Exercise:
Write down exactly the line where "pub fn source_connectors(&self)" occurs and every line that follows it through the end of the material below; include nothing else.
———
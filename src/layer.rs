use crate::*;

/// Номер слоя в графе
#[derive(Clone, Copy, Debug, PartialEq, Eq, Hash, PartialOrd, Ord)]
pub struct LayerId(pub usize);

/// Слой: непрерывный диапазон нейронов арены с общей функцией активации.
/// Нейроны одного слоя друг от друга в пределах одного шага не зависят.
#[derive(Clone, Debug, PartialEq)]
pub struct Layer {
    /// Диапазон нейронов в арене графа
    pub(crate) neurons: Range<usize>,
    pub(crate) activation: Activation,
    pub(crate) bias: BiasMode,
    pub(crate) initializer: Option<Initializer>,
    pub(crate) learning_rate: LearningRateFunction,
    /// Коннекторы, для которых слой - цель
    pub(crate) source_connectors: Vec<ConnectorId>,
    /// Коннекторы, для которых слой - источник
    pub(crate) target_connectors: Vec<ConnectorId>,
}

impl Layer {
    pub(crate) fn new(topology: &LayerTopology, neurons: Range<usize>) -> Self {
        Self {
            neurons,
            activation: topology.activation,
            bias: topology.bias,
            initializer: topology.initializer,
            learning_rate: LearningRateFunction::default(),
            source_connectors: Vec::new(),
            target_connectors: Vec::new(),
        }
    }

    pub fn neuron_count(&self) -> usize {
        self.neurons.len()
    }

    /// Номера нейронов слоя в арене
    pub fn neurons(&self) -> Range<usize> {
        self.neurons.clone()
    }

    pub fn activation(&self) -> Activation {
        self.activation
    }

    pub fn bias_mode(&self) -> BiasMode {
        self.bias
    }

    pub fn initializer(&self) -> Option<Initializer> {
        self.initializer
    }

    pub fn learning_rate(&self) -> &LearningRateFunction {
        &self.learning_rate
    }

    pub fn source_connectors(&self) -> &[ConnectorId] {
        &self.source_connectors
    }

    pub fn target_connectors(&self) -> &[ConnectorId] {
        &self.target_connectors
    }
}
———
Response:
    pub fn source_connectors(&self) -> &[ConnectorId] {
        &self.source_connectors
    }

    pub fn target_connectors(&self) -> &[ConnectorId] {
        &self.target_connectors
    }
}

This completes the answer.